■ Instructions for the task:
Some lines of these records may hold the word "first"; state how many, using only the number.

■ Entries taken from a collection:
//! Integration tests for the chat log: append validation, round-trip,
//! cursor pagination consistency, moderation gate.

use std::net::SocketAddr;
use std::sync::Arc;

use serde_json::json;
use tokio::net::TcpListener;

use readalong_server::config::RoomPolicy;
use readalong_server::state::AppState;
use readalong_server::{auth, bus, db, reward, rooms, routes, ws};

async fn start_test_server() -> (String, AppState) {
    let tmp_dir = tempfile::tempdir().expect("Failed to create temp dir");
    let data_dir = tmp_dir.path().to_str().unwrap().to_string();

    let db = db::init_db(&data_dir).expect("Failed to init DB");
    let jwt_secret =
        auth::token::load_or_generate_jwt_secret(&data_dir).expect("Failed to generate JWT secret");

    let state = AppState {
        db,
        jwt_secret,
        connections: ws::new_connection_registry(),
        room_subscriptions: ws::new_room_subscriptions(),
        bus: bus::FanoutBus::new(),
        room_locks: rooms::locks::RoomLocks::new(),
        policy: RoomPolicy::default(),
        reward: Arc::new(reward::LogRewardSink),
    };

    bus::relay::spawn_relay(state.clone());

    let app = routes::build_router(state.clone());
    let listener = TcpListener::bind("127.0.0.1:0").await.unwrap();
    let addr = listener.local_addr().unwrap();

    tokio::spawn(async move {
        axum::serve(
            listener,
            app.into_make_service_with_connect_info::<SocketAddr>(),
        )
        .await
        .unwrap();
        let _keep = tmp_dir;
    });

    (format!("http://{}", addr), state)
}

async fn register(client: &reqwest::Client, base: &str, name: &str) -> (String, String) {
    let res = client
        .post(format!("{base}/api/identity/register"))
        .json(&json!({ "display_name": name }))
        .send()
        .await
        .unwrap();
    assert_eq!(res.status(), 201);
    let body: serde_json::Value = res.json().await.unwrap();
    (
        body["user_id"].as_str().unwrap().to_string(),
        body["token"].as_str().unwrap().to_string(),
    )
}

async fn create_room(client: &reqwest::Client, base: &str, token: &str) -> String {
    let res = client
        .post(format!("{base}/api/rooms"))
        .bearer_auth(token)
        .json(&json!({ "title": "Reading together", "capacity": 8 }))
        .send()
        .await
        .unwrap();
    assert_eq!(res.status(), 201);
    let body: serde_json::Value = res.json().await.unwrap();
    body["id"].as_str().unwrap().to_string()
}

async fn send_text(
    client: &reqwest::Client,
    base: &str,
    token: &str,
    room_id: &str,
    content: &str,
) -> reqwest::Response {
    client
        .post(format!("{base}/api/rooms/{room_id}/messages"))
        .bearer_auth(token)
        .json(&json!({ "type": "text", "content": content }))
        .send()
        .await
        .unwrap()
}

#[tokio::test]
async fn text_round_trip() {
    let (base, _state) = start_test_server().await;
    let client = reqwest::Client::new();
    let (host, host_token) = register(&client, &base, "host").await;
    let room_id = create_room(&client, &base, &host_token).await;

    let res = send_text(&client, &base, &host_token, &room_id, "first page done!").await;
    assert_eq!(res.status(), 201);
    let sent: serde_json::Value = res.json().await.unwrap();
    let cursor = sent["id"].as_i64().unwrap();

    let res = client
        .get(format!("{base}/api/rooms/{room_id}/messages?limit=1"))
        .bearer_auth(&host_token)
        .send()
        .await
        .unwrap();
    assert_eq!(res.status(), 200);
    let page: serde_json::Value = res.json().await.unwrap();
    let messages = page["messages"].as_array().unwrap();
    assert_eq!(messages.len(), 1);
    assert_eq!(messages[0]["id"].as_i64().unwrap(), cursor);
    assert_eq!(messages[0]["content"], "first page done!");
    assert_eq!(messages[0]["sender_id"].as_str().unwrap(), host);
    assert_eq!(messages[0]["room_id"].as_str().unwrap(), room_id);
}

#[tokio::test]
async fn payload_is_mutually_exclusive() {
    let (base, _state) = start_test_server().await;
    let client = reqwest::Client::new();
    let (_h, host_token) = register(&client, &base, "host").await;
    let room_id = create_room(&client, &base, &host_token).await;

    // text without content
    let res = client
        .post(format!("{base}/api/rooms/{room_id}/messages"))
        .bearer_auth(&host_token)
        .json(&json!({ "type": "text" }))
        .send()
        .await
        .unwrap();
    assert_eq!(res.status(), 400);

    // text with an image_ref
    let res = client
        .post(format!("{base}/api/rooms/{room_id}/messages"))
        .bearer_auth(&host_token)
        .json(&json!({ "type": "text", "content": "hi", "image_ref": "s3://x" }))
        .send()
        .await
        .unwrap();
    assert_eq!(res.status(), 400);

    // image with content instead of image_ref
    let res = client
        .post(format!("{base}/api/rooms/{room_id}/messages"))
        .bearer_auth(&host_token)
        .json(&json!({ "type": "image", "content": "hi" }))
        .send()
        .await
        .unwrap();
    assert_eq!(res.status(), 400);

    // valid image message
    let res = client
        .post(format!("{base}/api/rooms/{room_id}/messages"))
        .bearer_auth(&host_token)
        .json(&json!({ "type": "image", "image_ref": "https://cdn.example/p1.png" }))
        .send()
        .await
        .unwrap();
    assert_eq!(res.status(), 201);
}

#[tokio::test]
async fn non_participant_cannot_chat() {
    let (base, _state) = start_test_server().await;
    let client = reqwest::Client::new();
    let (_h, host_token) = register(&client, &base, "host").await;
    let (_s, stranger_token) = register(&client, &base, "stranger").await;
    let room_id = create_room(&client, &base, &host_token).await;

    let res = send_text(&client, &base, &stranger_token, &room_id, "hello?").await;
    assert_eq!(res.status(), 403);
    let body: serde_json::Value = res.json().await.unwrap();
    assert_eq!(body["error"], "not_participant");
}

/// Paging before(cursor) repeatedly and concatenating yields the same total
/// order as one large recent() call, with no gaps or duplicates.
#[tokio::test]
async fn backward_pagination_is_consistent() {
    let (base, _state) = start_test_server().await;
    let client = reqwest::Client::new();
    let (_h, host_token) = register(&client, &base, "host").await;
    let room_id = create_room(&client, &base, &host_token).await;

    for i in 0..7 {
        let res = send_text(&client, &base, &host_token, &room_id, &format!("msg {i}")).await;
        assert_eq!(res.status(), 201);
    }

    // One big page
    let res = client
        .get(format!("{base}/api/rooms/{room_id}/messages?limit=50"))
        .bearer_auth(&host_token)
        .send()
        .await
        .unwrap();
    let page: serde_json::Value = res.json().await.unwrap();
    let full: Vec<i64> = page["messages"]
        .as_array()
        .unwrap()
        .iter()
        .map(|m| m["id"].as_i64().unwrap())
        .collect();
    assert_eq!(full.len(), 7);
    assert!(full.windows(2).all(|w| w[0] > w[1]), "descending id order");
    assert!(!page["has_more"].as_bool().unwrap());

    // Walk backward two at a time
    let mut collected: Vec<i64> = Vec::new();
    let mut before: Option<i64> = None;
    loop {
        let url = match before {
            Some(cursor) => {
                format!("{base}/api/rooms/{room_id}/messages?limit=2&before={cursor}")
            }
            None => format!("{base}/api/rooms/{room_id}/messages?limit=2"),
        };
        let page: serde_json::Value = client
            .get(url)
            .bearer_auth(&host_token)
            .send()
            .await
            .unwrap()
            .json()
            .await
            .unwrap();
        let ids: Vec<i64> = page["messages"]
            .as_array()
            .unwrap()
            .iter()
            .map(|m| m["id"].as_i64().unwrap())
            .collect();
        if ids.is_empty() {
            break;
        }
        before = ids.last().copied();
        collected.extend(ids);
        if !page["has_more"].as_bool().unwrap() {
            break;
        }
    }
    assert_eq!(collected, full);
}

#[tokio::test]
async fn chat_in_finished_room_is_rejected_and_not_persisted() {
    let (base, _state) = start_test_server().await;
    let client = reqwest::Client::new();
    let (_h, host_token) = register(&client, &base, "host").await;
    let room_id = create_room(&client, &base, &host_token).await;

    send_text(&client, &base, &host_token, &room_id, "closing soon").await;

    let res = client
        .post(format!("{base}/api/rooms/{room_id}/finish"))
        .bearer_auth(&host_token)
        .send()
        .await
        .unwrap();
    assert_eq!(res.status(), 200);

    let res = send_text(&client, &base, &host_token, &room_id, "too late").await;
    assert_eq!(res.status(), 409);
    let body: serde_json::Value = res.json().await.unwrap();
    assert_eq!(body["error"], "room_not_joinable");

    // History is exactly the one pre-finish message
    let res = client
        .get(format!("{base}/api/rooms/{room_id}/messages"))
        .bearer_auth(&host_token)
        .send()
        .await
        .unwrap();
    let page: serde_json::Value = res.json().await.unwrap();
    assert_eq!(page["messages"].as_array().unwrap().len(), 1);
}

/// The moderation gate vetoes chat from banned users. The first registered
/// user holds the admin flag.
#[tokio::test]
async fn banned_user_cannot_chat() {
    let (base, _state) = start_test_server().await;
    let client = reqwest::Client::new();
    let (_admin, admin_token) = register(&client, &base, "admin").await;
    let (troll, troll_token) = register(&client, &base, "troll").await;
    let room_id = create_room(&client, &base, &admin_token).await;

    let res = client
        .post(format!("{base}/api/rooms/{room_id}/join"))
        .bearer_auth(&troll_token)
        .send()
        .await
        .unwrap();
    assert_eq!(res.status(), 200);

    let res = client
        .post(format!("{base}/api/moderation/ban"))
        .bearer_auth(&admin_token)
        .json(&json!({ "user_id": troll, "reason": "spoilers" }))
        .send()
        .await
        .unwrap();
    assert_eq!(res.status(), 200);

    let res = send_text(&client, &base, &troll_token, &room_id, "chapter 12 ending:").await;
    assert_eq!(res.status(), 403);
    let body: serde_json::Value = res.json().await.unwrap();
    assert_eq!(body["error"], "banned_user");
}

■ Output for this task:
3